NCBI BLAST Cloud Documentation
Basic Local Alignment Search Tool (BLAST) is a popular sequence similarity search tool. The National Center for Biotechnology Information (NCBI) maintains a public BLAST server at blast.ncbi.nlm.nih.gov. The NCBI BLAST server is intended mainly for interactive use, with the expectation that users will perform a moderate number of searches (i.e., 10-20) per day. Some users have many more searches to perform than can be accommodated at the NCBI site. For such batch users, the NCBI offers the stand-alone BLAST+ package that can be run on local hardware. Running the stand-alone package requires that the user have access to sufficient compute resources (e.g., a local cluster) as well as some degree of familiarity with IT issues and command-line applications. Additionally, some users do not need to perform a large number of searches on a regular basis, but may need to do so occasionally. A cloud provider may offer an acceptable solution for these batch users.
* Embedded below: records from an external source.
//! Tables, columns, constraints, indexes and materialized views.

use serde::{Deserialize, Serialize};

use super::{AclEntry, SchemaEntity};
use crate::ident::StableId;

#[derive(Debug, Clone, PartialEq, Serialize, Deserialize)]
pub struct Table {
    pub schema: String,
    pub name: String,
    pub owner: String,
    /// Declared order; the differ compares columns by name, not position.
    pub columns: Vec<Column>,
    #[serde(default)]
    pub partition_by: Option<String>,
    #[serde(default)]
    pub rls_enabled: bool,
    #[serde(default)]
    pub replica_identity: ReplicaIdentity,
    /// Storage parameters as `key=value` strings.
    #[serde(default)]
    pub options: Vec<String>,
    #[serde(default)]
    pub comment: Option<String>,
    #[serde(default)]
    pub privileges: Vec<AclEntry>,
}

impl SchemaEntity for Table {
    fn stable_id(&self) -> StableId {
        StableId::table(&self.schema, &self.name)
    }
}

impl Table {
    pub fn column(&self, name: &str) -> Option<&Column> {
        self.columns.iter().find(|c| c.name == name)
    }

    pub fn column_ids(&self) -> Vec<StableId> {
        self.columns
            .iter()
            .map(|c| StableId::column(&self.schema, &self.name, &c.name))
            .collect()
    }
}

#[derive(Debug, Clone, PartialEq, Serialize, Deserialize)]
pub struct Column {
    pub name: String,
    pub position: i32,
    pub data_type: String,
    /// Schema of the column's type when it is a user-defined one.
    #[serde(default)]
    pub type_schema: Option<String>,
    #[serde(default)]
    pub not_null: bool,
    #[serde(default)]
    pub identity: ColumnIdentity,
    #[serde(default)]
    pub generated: ColumnGenerated,
    #[serde(default)]
    pub default: Option<String>,
    #[serde(default)]
    pub collation: Option<String>,
    #[serde(default)]
    pub comment: Option<String>,
}

#[derive(Debug, Clone, Copy, PartialEq, Eq, Default, Serialize, Deserialize)]
#[serde(rename_all = "snake_case")]
pub enum ColumnIdentity {
    #[default]
    None,
    Always,
    ByDefault,
}

#[derive(Debug, Clone, Copy, PartialEq, Eq, Default, Serialize, Deserialize)]
#[serde(rename_all = "snake_case")]
pub enum ColumnGenerated {
    #[default]
    None,
    Stored,
}

#[derive(Debug, Clone, PartialEq, Eq, Default, Serialize, Deserialize)]
#[serde(rename_all = "snake_case")]
pub enum ReplicaIdentity {
    #[default]
    Default,
    Full,
    Nothing,
    Index(String),
}

#[derive(Debug, Clone, PartialEq, Serialize, Deserialize)]
pub struct Index {
    pub schema: String,
    pub name: String,
    pub table: String,
    /// Complete `CREATE [UNIQUE] INDEX …` statement as the server prints it.
    pub definition: String,
    #[serde(default)]
    pub comment: Option<String>,
}

impl SchemaEntity for Index {
    fn stable_id(&self) -> StableId {
        StableId::index(&self.schema, &self.name)
    }
}

#[derive(Debug, Clone, Copy, PartialEq, Eq, Serialize, Deserialize)]
#[serde(rename_all = "snake_case")]
pub enum ConstraintKind {
    PrimaryKey,
    Unique,
    ForeignKey,
    Check,
    Exclusion,
}

#[derive(Debug, Clone, PartialEq, Serialize, Deserialize)]
pub struct Constraint {
    pub schema: String,
    pub table: String,
    pub name: String,
    pub kind: ConstraintKind,
    /// Body after `ADD CONSTRAINT <name>`, e.g. `FOREIGN KEY (a) REFERENCES b(id)`.
    pub definition: String,
    /// For foreign keys, the `(schema, table)` the constraint points at.
    #[serde(default)]
    pub referenced_table: Option<(String, String)>,
    #[serde(default)]
    pub comment: Option<String>,
}

impl SchemaEntity for Constraint {
    fn stable_id(&self) -> StableId {
        StableId::constraint(&self.schema, &self.table, &self.name)
    }
}

#[derive(Debug, Clone, PartialEq, Serialize, Deserialize)]
pub struct MaterializedView {
    pub schema: String,
    pub name: String,
    pub owner: String,
    pub definition: String,
    /// Output column names, in order.
    #[serde(default)]
    pub columns: Vec<String>,
    #[serde(default)]
    pub comment: Option<String>,
    #[serde(default)]
    pub privileges: Vec<AclEntry>,
}

impl SchemaEntity for MaterializedView {
    fn stable_id(&self) -> StableId {
        StableId::materialized_view(&self.schema, &self.name)
    }
}
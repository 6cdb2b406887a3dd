//! Statement classification over sqlparser tokens.

use serde::{Deserialize, Serialize};
use sqlparser::dialect::PostgreSqlDialect;
use sqlparser::tokenizer::{Token, Tokenizer};

#[derive(Debug, Clone, Copy, PartialEq, Eq, Hash, Serialize, Deserialize)]
#[serde(rename_all = "SCREAMING_SNAKE_CASE")]
pub enum StatementClass {
    CreateSchema,
    CreateExtension,
    CreateLanguage,
    CreateCollation,
    CreateType,
    CreateDomain,
    CreateSequence,
    CreateTable,
    CreateIndex,
    CreateFunction,
    CreateProcedure,
    CreateAggregate,
    CreateView,
    CreateMaterializedView,
    CreateRule,
    CreateTrigger,
    CreateEventTrigger,
    CreatePolicy,
    CreatePublication,
    CreateSubscription,
    CreateRole,
    CreateServer,
    CreateForeignDataWrapper,
    CreateForeignTable,
    CreateUserMapping,
    AlterTable,
    AlterSequence,
    AlterOwner,
    AlterDefaultPrivileges,
    AlterOther,
    DropObject,
    Grant,
    Revoke,
    Comment,
    Do,
    Select,
    Insert,
    Update,
    Delete,
    VariableSet,
}

#[derive(Debug, Clone, PartialEq, Eq)]
pub enum ClassifyError {
    /// The statement could not be tokenized.
    Parse(String),
    /// Tokenization worked but no classifier matched.
    Unknown,
}

/// The leading word tokens of a statement, uppercased, comments skipped.
pub(crate) fn leading_words(sql: &str, count: usize) -> Result<Vec<String>, ClassifyError> {
    let dialect = PostgreSqlDialect {};
    let tokens = Tokenizer::new(&dialect, sql)
        .tokenize()
        .map_err(|e| ClassifyError::Parse(e.to_string()))?;
    Ok(tokens
        .iter()
        .filter_map(|token| match token {
            Token::Word(word) => Some(word.value.to_uppercase()),
            _ => None,
        })
        .take(count)
        .collect())
}

pub fn classify(sql: &str) -> Result<StatementClass, ClassifyError> {
    let words = leading_words(sql, 12)?;
    let mut iter = words.iter().map(String::as_str);

    let class = match iter.next() {
        Some("CREATE") => classify_create(&words)?,
        Some("ALTER") => classify_alter(&words),
        Some("DROP") => StatementClass::DropObject,
        Some("GRANT") => StatementClass::Grant,
        Some("REVOKE") => StatementClass::Revoke,
        Some("COMMENT") => StatementClass::Comment,
        Some("DO") => StatementClass::Do,
        Some("SELECT") | Some("WITH") | Some("TABLE") => StatementClass::Select,
        Some("INSERT") => StatementClass::Insert,
        Some("UPDATE") => StatementClass::Update,
        Some("DELETE") => StatementClass::Delete,
        Some("SET") | Some("RESET") => StatementClass::VariableSet,
        _ => return Err(ClassifyError::Unknown),
    };
    Ok(class)
}

/// Modifier keywords that may sit between `CREATE` and the object keyword.
const CREATE_MODIFIERS: &[&str] = &[
    "OR",
    "REPLACE",
    "GLOBAL",
    "LOCAL",
    "TEMP",
    "TEMPORARY",
    "UNLOGGED",
    "UNIQUE",
    "TRUSTED",
    "RECURSIVE",
    "CONSTRAINT",
];

fn classify_create(words: &[String]) -> Result<StatementClass, ClassifyError> {
    let mut rest = words[1..].iter().map(String::as_str);
    let object = loop {
        match rest.next() {
            Some(word) if CREATE_MODIFIERS.contains(&word) => continue,
            Some(word) => break word,
            None => return Err(ClassifyError::Unknown),
        }
    };

    let class = match object {
        "SCHEMA" => StatementClass::CreateSchema,
        "EXTENSION" => StatementClass::CreateExtension,
        "LANGUAGE" => StatementClass::CreateLanguage,
        "COLLATION" => StatementClass::CreateCollation,
        "TYPE" => StatementClass::CreateType,
        "DOMAIN" => StatementClass::CreateDomain,
        "SEQUENCE" => StatementClass::CreateSequence,
        "TABLE" => StatementClass::CreateTable,
        "INDEX" => StatementClass::CreateIndex,
        "FUNCTION" => StatementClass::CreateFunction,
        "PROCEDURE" => StatementClass::CreateProcedure,
        "AGGREGATE" => StatementClass::CreateAggregate,
        "VIEW" => StatementClass::CreateView,
        "MATERIALIZED" => match rest.next() {
            Some("VIEW") => StatementClass::CreateMaterializedView,
            _ => return Err(ClassifyError::Unknown),
        },
        "RULE" => StatementClass::CreateRule,
        "TRIGGER" => StatementClass::CreateTrigger,
        "EVENT" => match rest.next() {
            Some("TRIGGER") => StatementClass::CreateEventTrigger,
            _ => return Err(ClassifyError::Unknown),
        },
        "POLICY" => StatementClass::CreatePolicy,
        "PUBLICATION" => StatementClass::CreatePublication,
        "SUBSCRIPTION" => StatementClass::CreateSubscription,
        "ROLE" | "GROUP" => StatementClass::CreateRole,
        "USER" => match rest.next() {
            Some("MAPPING") => StatementClass::CreateUserMapping,
            _ => StatementClass::CreateRole,
        },
        "SERVER" => StatementClass::CreateServer,
        "FOREIGN" => match rest.next() {
            Some("DATA") => StatementClass::CreateForeignDataWrapper,
            Some("TABLE") => StatementClass::CreateForeignTable,
            _ => return Err(ClassifyError::Unknown),
        },
        _ => return Err(ClassifyError::Unknown),
    };
    Ok(class)
}

fn classify_alter(words: &[String]) -> StatementClass {
    // `OWNER TO` anywhere wins: ownership transfer is its own class
    let has_owner_to = words
        .windows(2)
        .any(|pair| pair[0] == "OWNER" && pair[1] == "TO");
    if has_owner_to {
        return StatementClass::AlterOwner;
    }
    match words.get(1).map(String::as_str) {
        Some("TABLE") | Some("FOREIGN") => StatementClass::AlterTable,
        Some("SEQUENCE") => StatementClass::AlterSequence,
        Some("DEFAULT") => StatementClass::AlterDefaultPrivileges,
        _ => StatementClass::AlterOther,
    }
}

#[cfg(test)]
mod tests {
    use super::*;

    #[test]
    fn test_classify_creates() {
        assert_eq!(classify("CREATE TABLE t (id int)"), Ok(StatementClass::CreateTable));
        assert_eq!(
            classify("CREATE UNIQUE INDEX CONCURRENTLY i ON t (c)"),
            Ok(StatementClass::CreateIndex)
        );
        assert_eq!(
            classify("CREATE OR REPLACE FUNCTION f() RETURNS int AS $$ SELECT 1 $$ LANGUAGE sql"),
            Ok(StatementClass::CreateFunction)
        );
        assert_eq!(
            classify("CREATE MATERIALIZED VIEW mv AS SELECT 1"),
            Ok(StatementClass::CreateMaterializedView)
        );
        assert_eq!(
            classify("CREATE EVENT TRIGGER et ON ddl_command_end EXECUTE FUNCTION f()"),
            Ok(StatementClass::CreateEventTrigger)
        );
        assert_eq!(
            classify("CREATE USER MAPPING FOR bob SERVER s"),
            Ok(StatementClass::CreateUserMapping)
        );
        assert_eq!(classify("CREATE USER bob"), Ok(StatementClass::CreateRole));
        assert_eq!(
            classify("CREATE FOREIGN DATA WRAPPER w"),
            Ok(StatementClass::CreateForeignDataWrapper)
        );
        assert_eq!(
            classify("CREATE FOREIGN TABLE ft (id int) SERVER s"),
            Ok(StatementClass::CreateForeignTable)
        );
    }

    #[test]
    fn test_classify_alters() {
        assert_eq!(
            classify("ALTER TABLE t ADD COLUMN c int"),
            Ok(StatementClass::AlterTable)
        );
        assert_eq!(
            classify("ALTER SEQUENCE s RESTART"),
            Ok(StatementClass::AlterSequence)
        );
        assert_eq!(
            classify("ALTER TABLE t OWNER TO admin"),
            Ok(StatementClass::AlterOwner)
        );
        assert_eq!(
            classify("ALTER DEFAULT PRIVILEGES IN SCHEMA s GRANT SELECT ON TABLES TO r"),
            Ok(StatementClass::AlterDefaultPrivileges)
        );
        assert_eq!(
            classify("ALTER PUBLICATION p ADD TABLE t"),
            Ok(StatementClass::AlterOther)
        );
    }

    #[test]
    fn test_classify_misc() {
        assert_eq!(classify("GRANT SELECT ON t TO r"), Ok(StatementClass::Grant));
        assert_eq!(
            classify("COMMENT ON TABLE t IS 'users'"),
            Ok(StatementClass::Comment)
        );
        assert_eq!(classify("SET search_path = public"), Ok(StatementClass::VariableSet));
        assert_eq!(classify("DO $$ BEGIN END $$"), Ok(StatementClass::Do));
        assert_eq!(classify("DROP TABLE t"), Ok(StatementClass::DropObject));
        assert_eq!(classify("FROBNICATE"), Err(ClassifyError::Unknown));
    }
}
The NCBI provides a BLAST+ server image at Amazon Web Services (AWS) and Google Compute Engine (GCE). The BLAST server image includes the BLAST+ applications, a “FUSE” client that can cache databases from the NCBI (during the first search), a PERL script that mimics a subset of the NCBI URL API, and a simplified BLAST search webpage. The instance runs an http daemon for the remote BLAST searches. The FUSE client can download a limited set of databases (see the FUSE client). NCBI does not not charge for use of the software, but any instances will incur the cloud provider’s charges.
- The AWS Amazon Machine Image (AMI) can be run directly via the AWS Marketplace.
- The Google Compute Engine deployment process can be started from the GCE Cloud Launcher; documentation can be found here.
The BLAST server image supports three different search methods:
- Users can ssh into the instance and run stand-alone BLAST+ at the command-line.
- The instance has a simple webpage for search submission.
- The instance supports the NCBI-BLAST Common URL API interface.
The latter two methods are remote searches that return a “Request ID”.
The remote search methods allow one user in a group to register at a cloud provider, configure the instance, and handle payment for the running instance(s). Other members of a group can then use the instance through the URL API or webpage without their own cloud provider account. The URL API interface is ideal for users familiar with the BLAST URL API at the NCBI. Currently, the BLAST server image runs searches on only one instance. Many simultaneous users, through the remote interface, could overload a single instance. The NCBI is working on an approach that distributes searches to multiple instances. Information and links to the latest BLAST AMI are available at the BLAST Searches at a Cloud Provider web page.